You don't read all that much about Connecticut in the national news because it's a small state, and often overshadowed by its bigger neighbors to the West and North.  Its "big cities" (Hartford, New Haven, Bridgeport, Stamford) only have around 150,000 +/- people each.  But the state deserves attention, at least from those interested in effective public policy, because it is a poster child for the dead end of "blue model" state governance.  It's one of the wealthiest states (number four in per capita income according to this list on Wikipedia), but its cities are among the poorest in the country, and in recent years it has been losing population and high income taxpayers to outmigration.  As is typical for deep blue states, the proposed solutions to social problems are always more taxes and higher government spending.  After many rounds of that, somehow the problems never get better.

A couple of developments this past week in Connecticut illustrate the blind alley into which the state has backed itself.  One is a big decision handed down by the state Superior Court in Hartford in the latest school funding litigation, Connecticut Coalition for Justice in Education Funding v. Rell.  The second is an enforcement action taken by the State Elections Enforcement Commission against two (Republican) state senators for the sin of mentioning the name of the (Democratic) governor unflatteringly in their campaign advertisements.

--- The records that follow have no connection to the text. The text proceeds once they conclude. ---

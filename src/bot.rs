use std::sync::Arc;

use anyhow::{Context, Result};
use axum::{
    body::Bytes,
    extract::State,
    http::StatusCode,
    routing::{get, post},
    Router,
};
use tracing::{debug, error, info, warn};

use crate::config::Config;
use crate::error::BotError;
use crate::keywords::{extract_keywords, has_search_terms};
use crate::movies::MovieLookup;
use crate::platform::telegram::{decode_update, split_message, TelegramClient, MAX_MESSAGE_LEN};

pub const GREETING: &str =
    "Hey dude!\nGive me some keywords (comma delimited) to recommend you movies :D";

pub const ASK_AGAIN: &str =
    "I need at least one keyword to search for, e.g. \"drama, heist\"";

/// What the bot decided to answer with.
#[derive(Debug)]
pub enum Reply {
    Greeting,
    AskAgain,
    /// Newline-terminated titles; empty when nothing matched.
    Titles(String),
    /// The scrape failed. The user still gets an (empty) reply.
    LookupFailed(BotError),
}

impl Reply {
    pub fn text(&self) -> &str {
        match self {
            Reply::Greeting => GREETING,
            Reply::AskAgain => ASK_AGAIN,
            Reply::Titles(titles) => titles.as_str(),
            Reply::LookupFailed(_) => "",
        }
    }
}

/// Result of one fully handled webhook call.
#[derive(Debug)]
pub struct Outcome {
    pub chat_id: i64,
    pub reply: Reply,
    /// Raw `sendMessage` response bodies, one per chunk sent.
    pub responses: Vec<String>,
}

/// Shared application state
pub struct AppState {
    config: Config,
    telegram: TelegramClient,
    movies: MovieLookup,
}

impl AppState {
    pub fn new(config: Config) -> Result<Self, BotError> {
        let telegram = TelegramClient::new(config.send_message_url());
        let movies = MovieLookup::new(&config.imdb)?;
        Ok(Self {
            config,
            telegram,
            movies,
        })
    }

    /// Decode, answer and dispatch a single webhook body.
    pub async fn handle_update(&self, body: &[u8]) -> Result<Outcome, BotError> {
        let update = decode_update(body)?;
        debug!("Received update {}", update);

        let chat_id = update.message.chat.id;
        let reply = self.compose_reply(&update.message.text).await;

        let mut responses = Vec::new();
        for chunk in split_message(reply.text(), MAX_MESSAGE_LEN) {
            responses.push(self.telegram.send_message(chat_id, &chunk).await?);
        }

        info!("Successfully distributed to chat id {}", chat_id);

        Ok(Outcome {
            chat_id,
            reply,
            responses,
        })
    }

    pub async fn compose_reply(&self, text: &str) -> Reply {
        let text = text.to_lowercase();

        if is_start_command(&text) {
            return Reply::Greeting;
        }

        let keywords = extract_keywords(&text);
        if !has_search_terms(&keywords) {
            return Reply::AskAgain;
        }

        match self.movies.lookup(&keywords).await {
            Ok(titles) => Reply::Titles(titles),
            Err(e) => {
                error!("Movie lookup failed for {:?}: {}", keywords, e);
                Reply::LookupFailed(e)
            }
        }
    }
}

/// `start` or `/start`, any case.
pub fn is_start_command(text: &str) -> bool {
    text.strip_prefix('/')
        .unwrap_or(text)
        .eq_ignore_ascii_case("start")
}

/// Webhook endpoint. Always answers 200 so Telegram does not redeliver;
/// failures are only logged.
async fn webhook(State(state): State<Arc<AppState>>, body: Bytes) -> StatusCode {
    match state.handle_update(&body).await {
        Ok(outcome) => {
            if let Reply::LookupFailed(e) = &outcome.reply {
                warn!("Chat {} got an empty reply: {}", outcome.chat_id, e);
            }
            debug!(
                "Chat {} answered in {} message(s)",
                outcome.chat_id,
                outcome.responses.len()
            );
        }
        Err(e @ (BotError::Decode(_) | BotError::InvalidIdentifier)) => {
            error!("Error parsing incoming update: {}", e);
        }
        Err(e) => {
            error!("Failed to deliver reply: {}", e);
        }
    }

    StatusCode::OK
}

async fn health() -> &'static str {
    "ok"
}

pub fn router(state: Arc<AppState>) -> Router {
    let webhook_path = state.config.server.webhook_path.clone();
    Router::new()
        .route(&webhook_path, post(webhook))
        .route("/health", get(health))
        .with_state(state)
}

/// Serve the webhook until Ctrl-C.
pub async fn run(state: Arc<AppState>) -> Result<()> {
    let addr = state.config.server.bind_address.clone();
    let webhook_path = state.config.server.webhook_path.clone();

    let listener = tokio::net::TcpListener::bind(&addr)
        .await
        .with_context(|| format!("Failed to bind to {addr}"))?;

    info!("Listening for updates on http://{}{}", addr, webhook_path);

    axum::serve(listener, router(state))
        .with_graceful_shutdown(async {
            let _ = tokio::signal::ctrl_c().await;
            info!("Shutting down");
        })
        .await
        .context("Server error")?;

    Ok(())
}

The CCJEF case is the latest in the endless series of constitutional litigations brought by various activist groups around the country challenging state methods for funding the government schools.  Connecticut has many of the usual circumstances for these cases: the major cities are relatively poor, the schools in the major cities have student populations with heavy majorities of blacks, and those schools are failing the students miserably.  In many of the cases around the country over the last several decades, the activists have succeeded in getting courts to order remedies in such circumstances that have included either simply more money for the poor urban districts, or new funding formulas that reallocate funding from wealthier to poorer districts.  (The famous seminal case was Serrano v. Priest, decided by the California Supreme Court in 1971.)  So why not try another run at this in Connecticut today?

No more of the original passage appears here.